Who is wrong? I think both are wrong. Women need to continue to increase their understanding of how to best maintain their own health. Breast cancer is the disease women fear most, yet heart disease causes 10 times as many female deaths. Osteoporosis can result in hip fractures with a high death rate from complications. More often, compression fractures in the spine cause permanent curvature and considerable pain and disability. This can greatly impair quality of life (though it does not generate the fear that breast cancer does).
Some women believe that by exercising and having an adequate intake of calcium and vitamin D, they can prevent osteoporosis. Studies clearly show, however, that while osteoporosis is worse without adequate calcium and vitamin D, good nutrition and exercise are not sufficient to prevent the loss of bone which occurs with estrogen deficiency. Women need to take these risks seriously and take measures to reduce them.
This is not to minimize the importance of breast cancer but rather to underline the fact that there are other important health problems women need to consider in a prevention program. The effect of HRT on risk of breast cancer is still not clear, though it is clear that the overall effect of HRT on a woman’s health is positive. Of course, some women should not use HRT, but we don’t have the space to discuss the reasons here and now.

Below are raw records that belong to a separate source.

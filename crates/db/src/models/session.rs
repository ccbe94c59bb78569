//! User session model and DTOs.

use portal_core::types::{DbId, Timestamp};
use sqlx::FromRow;

/// A refresh-token session row from the `user_sessions` table.
///
/// Only the SHA-256 hash of the refresh token is stored; revoking every
/// session for a user is the server-side meaning of "sign out".
#[derive(Debug, Clone, FromRow)]
pub struct UserSession {
    pub id: DbId,
    pub user_id: DbId,
    pub refresh_token_hash: String,
    pub expires_at: Timestamp,
    pub is_revoked: bool,
    pub created_at: Timestamp,
}

/// DTO for creating a new user session.
pub struct CreateSession {
    pub user_id: DbId,
    pub refresh_token_hash: String,
    pub expires_at: Timestamp,
}
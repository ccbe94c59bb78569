//! Dynamic registration form schema and response validation.
//!
//! Each event carries an ordered list of [`FormField`] definitions in its
//! `form_fields` JSONB column. Field `id`s are UUID strings assigned
//! server-side when a field first appears and preserved across edits;
//! `label`s are administrator-editable display text with no uniqueness
//! guarantee over time.
//!
//! Submitted responses are a flat map from field key to value. The current
//! write path keys responses by field `id`; legacy records may be keyed by
//! `label` instead (see [`crate::reconcile`] for the read-side handling).

use serde::{Deserialize, Serialize};
use uuid::Uuid;

use crate::error::CoreError;

/// A participant's submitted responses: field key -> value.
pub type ResponseMap = serde_json::Map<String, serde_json::Value>;

/// Input types the form renderer understands.
#[derive(Debug, Clone, Copy, PartialEq, Eq, Serialize, Deserialize)]
#[serde(rename_all = "lowercase")]
pub enum FieldType {
    Text,
    Email,
    Number,
    Textarea,
    Checkbox,
    Select,
}

/// One administrator-defined form field, ordered within its event.
#[derive(Debug, Clone, Serialize, Deserialize)]
pub struct FormField {
    /// Stable key, generated at creation. Empty on fields that have not
    /// been through [`assign_field_ids`] yet.
    #[serde(default)]
    pub id: String,
    /// Display text. Editable, so not a reliable lookup key over time.
    pub label: String,
    pub field_type: FieldType,
    #[serde(default)]
    pub required: bool,
    /// Choices for `select` fields; ignored for other types.
    #[serde(default, skip_serializing_if = "Option::is_none")]
    pub options: Option<Vec<String>>,
}

/// Assign a fresh UUID to every field that arrived without one.
///
/// Ids already present are preserved so existing responses stay reachable
/// when an admin edits the schema.
pub fn assign_field_ids(fields: &mut [FormField]) {
    for field in fields.iter_mut() {
        if field.id.is_empty() {
            field.id = Uuid::new_v4().to_string();
        }
    }
}

/// Validate a submission against the event's field schema.
///
/// Responses must be keyed by field `id`. Rejects unknown keys, missing or
/// empty required fields, and values whose JSON type does not match the
/// field type (`checkbox` wants a boolean, everything else a string or
/// null).
pub fn validate_responses(fields: &[FormField], responses: &ResponseMap) -> Result<(), CoreError> {
    for key in responses.keys() {
        if !fields.iter().any(|f| f.id == *key) {
            return Err(CoreError::Validation(format!(
                "Unknown form field key: {key}"
            )));
        }
    }

    for field in fields {
        let value = responses.get(&field.id);

        if field.required && !has_answer(value) {
            return Err(CoreError::Validation(format!(
                "Field '{}' is required",
                field.label
            )));
        }

        let Some(value) = value else { continue };
        if value.is_null() {
            continue;
        }

        let type_ok = match field.field_type {
            FieldType::Checkbox => value.is_boolean(),
            _ => value.is_string(),
        };
        if !type_ok {
            return Err(CoreError::Validation(format!(
                "Field '{}' has an invalid value type",
                field.label
            )));
        }

        // A selected option must be one of the configured choices.
        if field.field_type == FieldType::Select {
            if let (Some(options), Some(chosen)) = (&field.options, value.as_str()) {
                if !chosen.is_empty() && !options.iter().any(|o| o == chosen) {
                    return Err(CoreError::Validation(format!(
                        "Field '{}' has an unknown option: {chosen}",
                        field.label
                    )));
                }
            }
        }
    }

    Ok(())
}

/// Whether a value counts as an answer: present, non-null, and for strings
/// non-empty. `false` is a valid checkbox answer.
fn has_answer(value: Option<&serde_json::Value>) -> bool {
    match value {
        None | Some(serde_json::Value::Null) => false,
        Some(serde_json::Value::String(s)) => !s.is_empty(),
        Some(_) => true,
    }
}

#[cfg(test)]
mod tests {
    use super::*;
    use serde_json::json;

    fn schema() -> Vec<FormField> {
        vec![
            FormField {
                id: "f1".into(),
                label: "Full Name".into(),
                field_type: FieldType::Text,
                required: true,
                options: None,
            },
            FormField {
                id: "f2".into(),
                label: "Bringing a laptop?".into(),
                field_type: FieldType::Checkbox,
                required: false,
                options: None,
            },
            FormField {
                id: "f3".into(),
                label: "T-Shirt Size".into(),
                field_type: FieldType::Select,
                required: false,
                options: Some(vec!["S".into(), "M".into(), "L".into()]),
            },
        ]
    }

    fn responses(value: serde_json::Value) -> ResponseMap {
        value.as_object().unwrap().clone()
    }

    #[test]
    fn valid_submission_passes() {
        let input = responses(json!({ "f1": "Ada", "f2": true, "f3": "L" }));
        assert!(validate_responses(&schema(), &input).is_ok());
    }

    #[test]
    fn unknown_key_rejected() {
        let input = responses(json!({ "f1": "Ada", "bogus": "x" }));
        let err = validate_responses(&schema(), &input).unwrap_err();
        assert!(err.to_string().contains("bogus"));
    }

    #[test]
    fn missing_required_field_rejected() {
        let input = responses(json!({ "f2": false }));
        let err = validate_responses(&schema(), &input).unwrap_err();
        assert!(err.to_string().contains("Full Name"));
    }

    #[test]
    fn empty_string_does_not_satisfy_required() {
        let input = responses(json!({ "f1": "" }));
        assert!(validate_responses(&schema(), &input).is_err());
    }

    #[test]
    fn false_is_a_valid_checkbox_answer() {
        let mut fields = schema();
        fields[1].required = true;
        let input = responses(json!({ "f1": "Ada", "f2": false }));
        assert!(validate_responses(&fields, &input).is_ok());
    }

    #[test]
    fn checkbox_rejects_string_value() {
        let input = responses(json!({ "f1": "Ada", "f2": "yes" }));
        assert!(validate_responses(&schema(), &input).is_err());
    }

    #[test]
    fn select_rejects_unlisted_option() {
        let input = responses(json!({ "f1": "Ada", "f3": "XXL" }));
        assert!(validate_responses(&schema(), &input).is_err());
    }

    #[test]
    fn assign_ids_preserves_existing() {
        let mut fields = schema();
        fields.push(FormField {
            id: String::new(),
            label: "New Field".into(),
            field_type: FieldType::Text,
            required: false,
            options: None,
        });

        assign_field_ids(&mut fields);

        assert_eq!(fields[0].id, "f1");
        assert!(!fields[3].id.is_empty());
        assert!(Uuid::parse_str(&fields[3].id).is_ok());
    }
}
//! Event registration portal API server library.
//!
//! Exposes the building blocks (config, state, error handling, routes,
//! auth) so integration tests and the binary entrypoint can both access
//! them.

pub mod auth;
pub mod config;
pub mod error;
pub mod handlers;
pub mod middleware;
pub mod response;
pub mod router;
pub mod routes;
pub mod state;
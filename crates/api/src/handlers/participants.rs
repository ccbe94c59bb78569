//! Admin participant views: the reconciled table and the CSV export.
//!
//! Both endpoints fetch event metadata and the participant list
//! concurrently, then read every response value through
//! `portal_core::reconcile::resolve_value` so records keyed by either
//! convention (field id or legacy field label) render identically.

use axum::extract::{Path, State};
use axum::http::header;
use axum::response::IntoResponse;
use axum::Json;
use portal_core::error::CoreError;
use portal_core::reconcile::{self, Column, ExportRecord};
use portal_core::types::{DbId, Timestamp};
use portal_db::models::event::Event;
use portal_db::models::participant::Participant;
use portal_db::repositories::{EventRepo, ParticipantRepo};
use serde::Serialize;

use crate::error::{AppError, AppResult};
use crate::middleware::admin_gate::RequireAdmin;
use crate::response::DataResponse;
use crate::state::AppState;

/// The reconciled participant table for the admin console.
#[derive(Debug, Serialize)]
pub struct ParticipantTable {
    pub event: Event,
    pub total: usize,
    /// Fixed leading columns then one per form field, in schema order.
    pub columns: Vec<Column>,
    /// One row per participant, cells aligned with `columns` and already
    /// formatted for display.
    pub rows: Vec<TableRow>,
    /// Raw records for consumers that need the unformatted data.
    pub participants: Vec<Participant>,
}

#[derive(Debug, Serialize)]
pub struct TableRow {
    pub participant_id: DbId,
    pub registered_at: Timestamp,
    pub cells: Vec<String>,
}

/// GET /api/v1/admin/events/{id}/participants
pub async fn list(
    RequireAdmin(_admin): RequireAdmin,
    State(state): State<AppState>,
    Path(event_id): Path<DbId>,
) -> AppResult<Json<DataResponse<ParticipantTable>>> {
    let (event, participants) = fetch_event_and_participants(&state, event_id).await?;
    let fields = &event.form_fields.0;

    let columns = reconcile::build_columns(fields);
    let rows = participants
        .iter()
        .enumerate()
        .map(|(index, p)| {
            flag_orphaned_keys(&event, p);

            let mut cells = Vec::with_capacity(columns.len());
            cells.push((index + 1).to_string());
            cells.push(reconcile::format_registration_timestamp(p.created_at));
            for field in fields {
                let value = reconcile::resolve_value(&p.responses.0, field);
                cells.push(reconcile::format_for_display(value));
            }
            TableRow {
                participant_id: p.id,
                registered_at: p.created_at,
                cells,
            }
        })
        .collect();

    Ok(Json(DataResponse {
        data: ParticipantTable {
            total: participants.len(),
            columns,
            rows,
            participants,
            event,
        },
    }))
}

/// GET /api/v1/admin/events/{id}/participants/export
///
/// Download the participant list as CSV. Deterministic for an unchanged
/// participant set, so repeated exports are byte-identical.
pub async fn export_csv(
    RequireAdmin(admin): RequireAdmin,
    State(state): State<AppState>,
    Path(event_id): Path<DbId>,
) -> AppResult<impl IntoResponse> {
    let (event, participants) = fetch_event_and_participants(&state, event_id).await?;

    for p in &participants {
        flag_orphaned_keys(&event, p);
    }

    let records: Vec<ExportRecord<'_>> = participants
        .iter()
        .map(|p| ExportRecord {
            created_at: p.created_at,
            responses: &p.responses.0,
        })
        .collect();

    let csv = reconcile::render_csv(&event.form_fields.0, &records);
    let file_name = reconcile::export_file_name(&event.title);

    tracing::info!(
        event_id,
        rows = records.len(),
        user_id = admin.user_id,
        "Participant CSV exported",
    );

    Ok((
        [
            (header::CONTENT_TYPE, "text/csv; charset=utf-8".to_string()),
            (
                header::CONTENT_DISPOSITION,
                format!("attachment; filename=\"{file_name}\""),
            ),
        ],
        csv,
    ))
}

/// Fetch event metadata and the participant list concurrently; neither
/// read depends on the other.
async fn fetch_event_and_participants(
    state: &AppState,
    event_id: DbId,
) -> AppResult<(Event, Vec<Participant>)> {
    let (event, participants) = tokio::try_join!(
        EventRepo::find_by_id(&state.pool, event_id),
        ParticipantRepo::list_for_event(&state.pool, event_id),
    )?;

    let event = event.ok_or(AppError::Core(CoreError::NotFound {
        entity: "Event",
        id: event_id,
    }))?;

    Ok((event, participants))
}

/// Log response keys that match neither a current label nor a field id.
///
/// These are answers stranded by a label rename after label-keyed records
/// were written. The gap is surfaced rather than silently resolved; a
/// data migration is the actual fix.
fn flag_orphaned_keys(event: &Event, participant: &Participant) {
    let orphaned = reconcile::unmatched_keys(&event.form_fields.0, &participant.responses.0);
    if !orphaned.is_empty() {
        tracing::warn!(
            event_id = event.id,
            participant_id = participant.id,
            keys = ?orphaned,
            "Responses contain keys unreachable under the current field schema",
        );
    }
}
pub mod admin;
pub mod auth;
pub mod events;
pub mod health;
pub mod registrations;

use axum::Router;

use crate::state::AppState;

/// Build the `/api/v1` route tree.
///
/// Route hierarchy:
///
/// ```text
/// /auth/register                            create account (public)
/// /auth/login                               login (public)
/// /auth/refresh                             refresh (public)
/// /auth/logout                              logout (requires auth)
/// /auth/me                                  current user (requires auth)
/// /auth/admin-status                        admin capability flags (fail-safe)
///
/// /events                                   public listing (active only)
/// /events/{id}                              event detail
///
/// /registrations                            submit registration (requires auth)
/// /registrations/{event_id}                 own registration status (requires auth)
///
/// /admin/events                             list all, create (admin gate)
/// /admin/events/{id}                        full update (admin gate)
/// /admin/events/{id}/participants           reconciled table (admin gate)
/// /admin/events/{id}/participants/export    CSV download (admin gate)
/// /admin/banners                            banner upload (admin gate, multipart)
/// ```
pub fn api_routes() -> Router<AppState> {
    Router::new()
        .nest("/auth", auth::router())
        .nest("/events", events::router())
        .nest("/registrations", registrations::router())
        .nest("/admin", admin::router())
}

Not all doctors understand the discomfort that menopausal symptoms can produce and how much they can interfere with normal activity. Women’s complaints, especially vague ones such as “overall achiness” or “mood swings” are still not always taken seriously and women, knowing this, sometimes feel that they are not being listened to. In past generations, women in their 50s often did not work and their children were grown. A woman of that age now may have adolescents still at home, need to contribute to paying for their college, and have a job which is quite demanding because she has reached a responsible position. She cannot sleep because of night sweats, is irritable because of mood swings, or has embarrassing flushing and sweating in the middle of a business presentation. The difficulties are considerable. A generation ago she might have felt just as uncomfortable but had relatively few demands on her.
Because “baby boomers” have been stereotyped by the press as being self-centered, their concerns are sometimes dismissed. If women are more vocal about menopause problems now than in the past it is because current life-styles are often more demanding at this point in a woman’s life and because women are less afraid to ask for help when they need it.
I mentioned earlier that the doses required for relief of symptoms are usually higher than the minimum needed for prevention of osteoporosis and heart disease. Briefly, typical daily preventive doses are 0.625 mg of conjugated estrogens (Premarin®), 1.0 mg of micronized estradiol (Estrace®), or a patch between 0.025 and 0.05 (Climara®), Vivelle®, Fempatch®, Alora® and others). Usual maximum doses are conjugated estrogens 1.25 mg, micronized estradiol 2.0 and patches 0.1. Occasionally these doses can be exceeded. Often a dose above the minimum but still not at the maximum will relieve symptoms. The vaginal tissues need a lot of estrogen for normal resiliency and moistness. Oral or patch estrogen can be supplemented with estrogen cream placed in the vagina.
For women who have a uterus, it is necessary to take a form of progesterone such as medroxyprogesterone acetate (Provera® and Cycrin®) or natural micronized progesterone (Prometrium®) to prevent excessive stimulation of the lining of the uterus which can lead to cancer.
There are many considerations which determine if a woman can safely use HRT and what doses are best for her. I have tried to outline the issues here but decisions about HRT must be made with a physician.